Oil sands that are processed by bitumen extraction processes are highly variable in their physical properties. Variations in the physical properties of the oil sands feed stock and the various oil sands slurries derived therefrom will affect the mechanical and chemical separation phenomena in the bitumen extraction or tailings reclamation processes. When designing and optimizing bitumen extraction and/or tailings reclamation processes, it can therefore be difficult to ascertain whether a change in process performance is caused by a deliberate change to the process or to chance variation in the slurry/tailings processed by the process. Accordingly, analyzing the slurries, including tailings, to determine their physical properties can yield information that is valuable to predicting and optimizing bitumen extraction and tailings treatment processes, and diagnosing problems in such processes. However, the complicated and heterogeneous nature of oil sands extraction slurries presents unique practical obstacles for conventional analysis equipment. For example, sand grains and solid fines suspended in the oil sands extraction slurries will tend to erode sensing elements placed directly in a slurry flow path. Further still, bitumen in oil sands extraction slurries tend to coalesce and interfere with the proper operation of sensing equipment. While these challenges can be addressed to an extent by using a sampling device to remove discrete samples of oil sands extraction slurries from a slurry transport line, repeated operation of a sampling device may wear and cause failure of seals associated with the sampling device.

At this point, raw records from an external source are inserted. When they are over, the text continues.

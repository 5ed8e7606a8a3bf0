//! User-authored task lists, stored together as one JSON array.
use serde::{Deserialize, Serialize};
use serde_json::Value;
use std::fmt;
use std::str::FromStr;
use thiserror::Error;

use crate::clock::Clock;
use crate::constants::CUSTOM_MODES_KEY_FRAGMENT;
use crate::kv::KvStore;

/// Where a custom mode's tasks came from.
#[derive(Debug, Clone, Copy, PartialEq, Eq, Hash, Serialize, Deserialize, Default)]
#[serde(rename_all = "lowercase")]
pub enum CustomModeKind {
    Ai,
    #[default]
    Custom,
}

impl CustomModeKind {
    #[must_use]
    pub const fn as_str(self) -> &'static str {
        match self {
            Self::Ai => "ai",
            Self::Custom => "custom",
        }
    }
}

impl fmt::Display for CustomModeKind {
    fn fmt(&self, f: &mut fmt::Formatter<'_>) -> fmt::Result {
        f.write_str(self.as_str())
    }
}

impl FromStr for CustomModeKind {
    type Err = ();

    fn from_str(s: &str) -> Result<Self, Self::Err> {
        match s.trim().to_ascii_lowercase().as_str() {
            "ai" => Ok(Self::Ai),
            "custom" => Ok(Self::Custom),
            _ => Err(()),
        }
    }
}

#[derive(Debug, Clone, PartialEq, Eq, Serialize, Deserialize)]
#[serde(rename_all = "camelCase")]
pub struct CustomMode {
    pub id: String,
    pub name: String,
    #[serde(rename = "type", default)]
    pub kind: CustomModeKind,
    #[serde(default)]
    pub description: String,
    pub tasks: Vec<String>,
    /// Milliseconds since the Unix epoch.
    pub created_at: u64,
}

/// User input for creating or replacing a custom mode.
#[derive(Debug, Clone, Default, PartialEq, Eq)]
pub struct CustomModeDraft {
    pub name: String,
    pub kind: CustomModeKind,
    pub description: String,
    pub tasks: Vec<String>,
}

impl CustomModeDraft {
    #[must_use]
    pub fn new(name: impl Into<String>, tasks: Vec<String>) -> Self {
        Self {
            name: name.into(),
            tasks,
            ..Self::default()
        }
    }

    #[must_use]
    pub fn with_description(mut self, description: impl Into<String>) -> Self {
        self.description = description.into();
        self
    }

    #[must_use]
    pub const fn with_kind(mut self, kind: CustomModeKind) -> Self {
        self.kind = kind;
        self
    }

    /// Trimmed copy with blank tasks removed.
    ///
    /// # Errors
    ///
    /// Returns an error if the name or the task list ends up empty.
    fn normalized(&self) -> Result<Self, RegistryError> {
        let name = self.name.trim().to_string();
        if name.is_empty() {
            return Err(RegistryError::EmptyName);
        }
        let tasks: Vec<String> = self
            .tasks
            .iter()
            .map(|task| task.trim().to_string())
            .filter(|task| !task.is_empty())
            .collect();
        if tasks.is_empty() {
            return Err(RegistryError::EmptyTasks);
        }
        Ok(Self {
            name,
            kind: self.kind,
            description: self.description.trim().to_string(),
            tasks,
        })
    }
}

#[derive(Debug, Error)]
pub enum RegistryError {
    #[error("custom mode name must not be empty")]
    EmptyName,
    #[error("custom mode needs at least one task")]
    EmptyTasks,
    #[error("no custom mode with id {0}")]
    NotFound(String),
    #[error("custom mode storage error: {0}")]
    Storage(Box<dyn std::error::Error + Send + Sync>),
    #[error("stored custom modes are not valid JSON: {0}")]
    Json(#[from] serde_json::Error),
}

#[derive(Debug, Error)]
pub enum ImportError {
    #[error("import document is not valid JSON: {0}")]
    Json(#[from] serde_json::Error),
    #[error("import document has no usable name")]
    MissingName,
    #[error("import document has no task array")]
    MissingTasks,
    #[error("task entries must be strings")]
    InvalidTask,
    #[error(transparent)]
    Registry(#[from] RegistryError),
}

/// What to do when an imported mode's name is already taken.
#[derive(Debug, Clone, Copy, PartialEq, Eq, Default)]
pub enum ConflictPolicy {
    #[default]
    Skip,
    Overwrite,
}

#[derive(Debug, Clone, PartialEq, Eq)]
pub enum ImportOutcome {
    Created(CustomMode),
    Overwritten(CustomMode),
    Skipped(CustomMode),
}

impl ImportOutcome {
    #[must_use]
    pub const fn mode(&self) -> &CustomMode {
        match self {
            Self::Created(mode) | Self::Overwritten(mode) | Self::Skipped(mode) => mode,
        }
    }
}

/// Exported shape: everything but the id.
#[derive(Debug, Serialize)]
#[serde(rename_all = "camelCase")]
struct ExportedMode<'a> {
    name: &'a str,
    #[serde(rename = "type")]
    kind: CustomModeKind,
    description: &'a str,
    tasks: &'a [String],
    created_at: u64,
}

/// Create, update, delete and list custom modes.
///
/// Every mutation reads the stored list, changes it, and writes the whole
/// list back.
#[derive(Debug, Clone)]
pub struct CustomModeRegistry<K, C> {
    store: K,
    clock: C,
    key: String,
}

impl<K: KvStore, C: Clock> CustomModeRegistry<K, C> {
    pub fn new(store: K, clock: C, namespace: &str) -> Self {
        Self {
            store,
            clock,
            key: format!("{namespace}-{CUSTOM_MODES_KEY_FRAGMENT}"),
        }
    }

    #[must_use]
    pub fn key(&self) -> &str {
        &self.key
    }

    fn read_all(&self) -> Result<Vec<CustomMode>, RegistryError> {
        let stored = self
            .store
            .get(&self.key)
            .map_err(|err| RegistryError::Storage(Box::new(err)))?;
        match stored {
            Some(json) => Ok(serde_json::from_str(&json)?),
            None => Ok(Vec::new()),
        }
    }

    fn write_all(&self, modes: &[CustomMode]) -> Result<(), RegistryError> {
        let json = serde_json::to_string(modes)?;
        self.store
            .set(&self.key, &json)
            .map_err(|err| RegistryError::Storage(Box::new(err)))
    }

    /// Every stored mode in creation order. Unreadable storage reads as empty.
    #[must_use]
    pub fn list(&self) -> Vec<CustomMode> {
        self.read_all().unwrap_or_else(|err| {
            log::warn!("failed to read custom modes: {err}");
            Vec::new()
        })
    }

    #[must_use]
    pub fn get(&self, id: &str) -> Option<CustomMode> {
        self.list().into_iter().find(|mode| mode.id == id)
    }

    /// Case-sensitive lookup on the trimmed name.
    #[must_use]
    pub fn find_by_name(&self, name: &str) -> Option<CustomMode> {
        let name = name.trim();
        self.list().into_iter().find(|mode| mode.name == name)
    }

    fn fresh_id(&self, modes: &[CustomMode]) -> String {
        let base = format!("custom-{}", self.clock.now_millis());
        let taken = |candidate: &str| modes.iter().any(|mode| mode.id == candidate);
        if !taken(&base) {
            return base;
        }
        let mut suffix = 1;
        loop {
            let candidate = format!("{base}-{suffix}");
            if !taken(&candidate) {
                return candidate;
            }
            suffix += 1;
        }
    }

    /// Validate `draft`, give it an id and creation time, and append it.
    ///
    /// # Errors
    ///
    /// Returns an error for an empty name or task list (nothing is stored),
    /// or when storage cannot be read or written.
    pub fn create(&self, draft: &CustomModeDraft) -> Result<CustomMode, RegistryError> {
        self.insert(draft, None)
    }

    fn insert(
        &self,
        draft: &CustomModeDraft,
        created_at: Option<u64>,
    ) -> Result<CustomMode, RegistryError> {
        let draft = draft.normalized()?;
        let mut modes = self.read_all()?;
        let mode = CustomMode {
            id: self.fresh_id(&modes),
            name: draft.name,
            kind: draft.kind,
            description: draft.description,
            tasks: draft.tasks,
            created_at: created_at.unwrap_or_else(|| self.clock.now_millis()),
        };
        modes.push(mode.clone());
        self.write_all(&modes)?;
        log::debug!("created custom mode {} ({})", mode.id, mode.name);
        Ok(mode)
    }

    /// Replace name, type, description and tasks of mode `id`.
    ///
    /// # Errors
    ///
    /// Returns an error for an invalid draft, an unknown id, or a storage
    /// failure.
    pub fn update(&self, id: &str, draft: &CustomModeDraft) -> Result<CustomMode, RegistryError> {
        let draft = draft.normalized()?;
        let mut modes = self.read_all()?;
        let mode = modes
            .iter_mut()
            .find(|mode| mode.id == id)
            .ok_or_else(|| RegistryError::NotFound(id.to_string()))?;
        mode.name = draft.name;
        mode.kind = draft.kind;
        mode.description = draft.description;
        mode.tasks = draft.tasks;
        let updated = mode.clone();
        self.write_all(&modes)?;
        Ok(updated)
    }

    /// Remove mode `id`, returning it.
    ///
    /// # Errors
    ///
    /// Returns an error for an unknown id or a storage failure.
    pub fn delete(&self, id: &str) -> Result<CustomMode, RegistryError> {
        let mut modes = self.read_all()?;
        let index = modes
            .iter()
            .position(|mode| mode.id == id)
            .ok_or_else(|| RegistryError::NotFound(id.to_string()))?;
        let removed = modes.remove(index);
        self.write_all(&modes)?;
        Ok(removed)
    }

    /// Pretty JSON for sharing mode `id`, without its id.
    ///
    /// # Errors
    ///
    /// Returns an error for an unknown id.
    pub fn export(&self, id: &str) -> Result<String, RegistryError> {
        let mode = self
            .get(id)
            .ok_or_else(|| RegistryError::NotFound(id.to_string()))?;
        let exported = ExportedMode {
            name: &mode.name,
            kind: mode.kind,
            description: &mode.description,
            tasks: &mode.tasks,
            created_at: mode.created_at,
        };
        Ok(serde_json::to_string_pretty(&exported)?)
    }

    /// Add a mode from an exported document.
    ///
    /// When a mode with the same name exists, `policy` decides between
    /// leaving it alone and replacing its contents in place.
    ///
    /// # Errors
    ///
    /// Returns an error when the document is malformed or storage fails.
    pub fn import(&self, json: &str, policy: ConflictPolicy) -> Result<ImportOutcome, ImportError> {
        let (draft, created_at) = parse_import(json)?;
        match (self.find_by_name(&draft.name), policy) {
            (Some(existing), ConflictPolicy::Skip) => Ok(ImportOutcome::Skipped(existing)),
            (Some(existing), ConflictPolicy::Overwrite) => {
                let updated = self.update(&existing.id, &draft)?;
                Ok(ImportOutcome::Overwritten(updated))
            }
            (None, _) => Ok(ImportOutcome::Created(self.insert(&draft, created_at)?)),
        }
    }
}

fn parse_import(json: &str) -> Result<(CustomModeDraft, Option<u64>), ImportError> {
    let doc: Value = serde_json::from_str(json)?;
    let name = doc
        .get("name")
        .and_then(Value::as_str)
        .map(str::trim)
        .filter(|name| !name.is_empty())
        .ok_or(ImportError::MissingName)?;
    let tasks = doc
        .get("tasks")
        .and_then(Value::as_array)
        .ok_or(ImportError::MissingTasks)?
        .iter()
        .map(|task| task.as_str().map(ToString::to_string).ok_or(ImportError::InvalidTask))
        .collect::<Result<Vec<_>, _>>()?;
    let kind = doc
        .get("type")
        .and_then(Value::as_str)
        .and_then(|kind| kind.parse::<CustomModeKind>().ok())
        .unwrap_or_default();
    let description = doc
        .get("description")
        .and_then(Value::as_str)
        .unwrap_or_default();
    let created_at = doc.get("createdAt").and_then(Value::as_u64);
    let draft = CustomModeDraft::new(name, tasks)
        .with_kind(kind)
        .with_description(description);
    Ok((draft, created_at))
}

Accordingly, there is a need in the art for systems and methods of analyzing slurries such as oil sands extraction slurries. Preferably, such systems and methods address the unique challenges posed by slurries such as oil sands extraction slurries, permit continuous sampling of slurries from a slurry transport line, rapidly analyze the slurries for real-time control and monitoring of bitumen extraction and tailings treatment processes, and provide a tool that can be used for optimization of slurry process performance.